(YOUR GOAL): Please copy out every line in the entries that includes the word "metadata".

----------

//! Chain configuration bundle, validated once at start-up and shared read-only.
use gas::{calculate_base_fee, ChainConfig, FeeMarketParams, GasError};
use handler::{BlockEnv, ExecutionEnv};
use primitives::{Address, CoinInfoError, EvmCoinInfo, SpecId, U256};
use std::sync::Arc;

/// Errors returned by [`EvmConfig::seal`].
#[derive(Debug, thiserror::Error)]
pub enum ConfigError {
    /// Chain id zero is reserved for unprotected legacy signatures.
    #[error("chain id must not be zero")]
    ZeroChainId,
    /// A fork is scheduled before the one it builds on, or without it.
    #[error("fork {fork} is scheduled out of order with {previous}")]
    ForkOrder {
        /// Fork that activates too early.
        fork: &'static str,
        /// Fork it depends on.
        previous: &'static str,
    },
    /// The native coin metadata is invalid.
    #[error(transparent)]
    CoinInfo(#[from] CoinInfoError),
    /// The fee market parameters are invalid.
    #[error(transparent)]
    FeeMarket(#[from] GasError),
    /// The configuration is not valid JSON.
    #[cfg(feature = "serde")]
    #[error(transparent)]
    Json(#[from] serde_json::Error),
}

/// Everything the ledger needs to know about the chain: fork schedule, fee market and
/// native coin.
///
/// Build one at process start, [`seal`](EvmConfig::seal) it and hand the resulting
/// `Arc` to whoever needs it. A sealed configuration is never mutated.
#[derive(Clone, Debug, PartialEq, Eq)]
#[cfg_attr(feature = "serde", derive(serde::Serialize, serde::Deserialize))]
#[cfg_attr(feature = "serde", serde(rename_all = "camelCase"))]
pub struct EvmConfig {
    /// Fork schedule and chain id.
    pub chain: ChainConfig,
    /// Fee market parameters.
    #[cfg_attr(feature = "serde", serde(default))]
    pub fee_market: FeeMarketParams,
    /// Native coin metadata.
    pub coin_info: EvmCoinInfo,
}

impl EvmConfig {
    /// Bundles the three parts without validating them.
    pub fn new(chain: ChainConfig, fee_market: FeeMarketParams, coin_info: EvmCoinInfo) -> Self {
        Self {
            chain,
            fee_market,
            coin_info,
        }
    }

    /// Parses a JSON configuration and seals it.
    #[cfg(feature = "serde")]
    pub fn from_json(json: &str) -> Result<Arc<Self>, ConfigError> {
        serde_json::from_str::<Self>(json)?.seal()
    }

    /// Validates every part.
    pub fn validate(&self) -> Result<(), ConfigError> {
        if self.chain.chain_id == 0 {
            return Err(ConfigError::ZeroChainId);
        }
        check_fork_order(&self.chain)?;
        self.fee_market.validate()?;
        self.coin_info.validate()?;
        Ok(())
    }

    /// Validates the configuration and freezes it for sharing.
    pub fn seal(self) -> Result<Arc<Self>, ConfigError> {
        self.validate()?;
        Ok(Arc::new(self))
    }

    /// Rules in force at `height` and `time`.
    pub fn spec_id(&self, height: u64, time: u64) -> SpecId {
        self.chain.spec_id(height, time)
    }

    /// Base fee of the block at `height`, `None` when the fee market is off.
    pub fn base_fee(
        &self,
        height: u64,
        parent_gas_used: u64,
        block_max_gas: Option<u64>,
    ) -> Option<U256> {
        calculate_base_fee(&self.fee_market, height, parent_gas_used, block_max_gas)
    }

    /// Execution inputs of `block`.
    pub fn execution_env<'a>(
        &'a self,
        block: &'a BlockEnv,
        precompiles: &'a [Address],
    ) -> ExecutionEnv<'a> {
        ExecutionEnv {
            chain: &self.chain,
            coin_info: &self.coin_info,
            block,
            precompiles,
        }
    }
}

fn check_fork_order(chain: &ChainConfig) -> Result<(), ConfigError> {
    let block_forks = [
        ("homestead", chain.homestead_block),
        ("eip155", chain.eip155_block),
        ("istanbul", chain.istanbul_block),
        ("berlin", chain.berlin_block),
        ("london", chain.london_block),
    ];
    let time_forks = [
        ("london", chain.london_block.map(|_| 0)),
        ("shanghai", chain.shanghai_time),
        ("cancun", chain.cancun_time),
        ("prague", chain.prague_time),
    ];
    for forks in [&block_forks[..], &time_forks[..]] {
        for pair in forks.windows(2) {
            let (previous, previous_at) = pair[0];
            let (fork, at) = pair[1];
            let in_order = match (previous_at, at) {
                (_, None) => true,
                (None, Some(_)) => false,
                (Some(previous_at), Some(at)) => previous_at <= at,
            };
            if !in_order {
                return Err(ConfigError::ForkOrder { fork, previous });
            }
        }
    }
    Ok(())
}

----------

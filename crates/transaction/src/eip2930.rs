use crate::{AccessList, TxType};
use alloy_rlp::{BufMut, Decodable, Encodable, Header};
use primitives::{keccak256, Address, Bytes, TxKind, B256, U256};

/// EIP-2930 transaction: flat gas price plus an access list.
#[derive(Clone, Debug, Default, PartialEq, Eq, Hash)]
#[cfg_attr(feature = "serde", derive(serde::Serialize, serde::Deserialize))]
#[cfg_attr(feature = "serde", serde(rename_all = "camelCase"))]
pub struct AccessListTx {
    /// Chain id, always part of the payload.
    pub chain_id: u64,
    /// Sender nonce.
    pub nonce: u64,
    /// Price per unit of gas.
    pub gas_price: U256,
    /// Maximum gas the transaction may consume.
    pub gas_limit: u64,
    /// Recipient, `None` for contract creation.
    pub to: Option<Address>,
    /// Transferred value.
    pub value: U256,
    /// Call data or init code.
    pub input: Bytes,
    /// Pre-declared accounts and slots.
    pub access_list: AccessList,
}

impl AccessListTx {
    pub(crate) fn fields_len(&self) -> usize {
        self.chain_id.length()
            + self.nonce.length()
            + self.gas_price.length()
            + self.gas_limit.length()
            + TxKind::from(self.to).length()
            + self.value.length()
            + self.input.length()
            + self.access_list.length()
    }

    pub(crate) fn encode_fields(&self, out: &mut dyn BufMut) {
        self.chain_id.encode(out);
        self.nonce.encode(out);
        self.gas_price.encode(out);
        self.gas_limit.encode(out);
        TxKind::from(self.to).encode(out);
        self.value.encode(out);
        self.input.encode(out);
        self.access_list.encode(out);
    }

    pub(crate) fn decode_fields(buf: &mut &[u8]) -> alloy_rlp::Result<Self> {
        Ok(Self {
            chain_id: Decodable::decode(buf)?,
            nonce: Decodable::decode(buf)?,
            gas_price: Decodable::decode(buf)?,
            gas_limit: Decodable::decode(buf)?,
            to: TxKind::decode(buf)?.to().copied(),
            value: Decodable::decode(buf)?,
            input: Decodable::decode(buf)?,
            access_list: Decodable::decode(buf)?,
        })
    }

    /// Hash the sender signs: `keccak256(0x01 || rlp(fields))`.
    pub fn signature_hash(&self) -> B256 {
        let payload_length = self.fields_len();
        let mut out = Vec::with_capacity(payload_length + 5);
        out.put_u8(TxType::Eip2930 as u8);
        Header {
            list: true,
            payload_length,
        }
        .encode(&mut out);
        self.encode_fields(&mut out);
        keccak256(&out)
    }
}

----------

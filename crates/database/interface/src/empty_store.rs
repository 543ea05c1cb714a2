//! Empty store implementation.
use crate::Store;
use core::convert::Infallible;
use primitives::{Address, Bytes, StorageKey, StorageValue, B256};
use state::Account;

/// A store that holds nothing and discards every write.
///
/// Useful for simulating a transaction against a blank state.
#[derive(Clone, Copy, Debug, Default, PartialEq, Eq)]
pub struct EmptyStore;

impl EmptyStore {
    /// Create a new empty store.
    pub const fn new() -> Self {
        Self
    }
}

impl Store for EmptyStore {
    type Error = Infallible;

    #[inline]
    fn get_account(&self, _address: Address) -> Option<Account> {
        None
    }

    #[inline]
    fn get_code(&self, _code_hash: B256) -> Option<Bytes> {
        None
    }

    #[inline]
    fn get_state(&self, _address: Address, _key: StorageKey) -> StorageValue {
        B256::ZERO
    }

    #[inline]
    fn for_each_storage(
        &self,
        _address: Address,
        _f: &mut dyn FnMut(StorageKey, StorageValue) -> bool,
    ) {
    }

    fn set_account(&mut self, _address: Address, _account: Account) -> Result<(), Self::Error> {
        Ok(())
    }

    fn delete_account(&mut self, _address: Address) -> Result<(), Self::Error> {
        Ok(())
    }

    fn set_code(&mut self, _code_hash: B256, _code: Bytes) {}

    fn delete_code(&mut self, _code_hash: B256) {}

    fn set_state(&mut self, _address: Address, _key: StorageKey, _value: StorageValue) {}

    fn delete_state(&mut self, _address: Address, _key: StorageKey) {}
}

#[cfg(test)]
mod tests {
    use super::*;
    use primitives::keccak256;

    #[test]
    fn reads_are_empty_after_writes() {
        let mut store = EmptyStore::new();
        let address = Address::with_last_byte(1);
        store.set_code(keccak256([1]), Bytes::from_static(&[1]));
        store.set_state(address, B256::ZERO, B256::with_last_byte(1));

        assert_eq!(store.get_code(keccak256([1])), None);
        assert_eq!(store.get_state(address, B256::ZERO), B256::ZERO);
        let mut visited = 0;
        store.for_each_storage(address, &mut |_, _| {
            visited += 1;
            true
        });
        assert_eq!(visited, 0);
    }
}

----------

(WRITTEN ANSWER):
    /// The native coin metadata is invalid.
    /// Native coin metadata.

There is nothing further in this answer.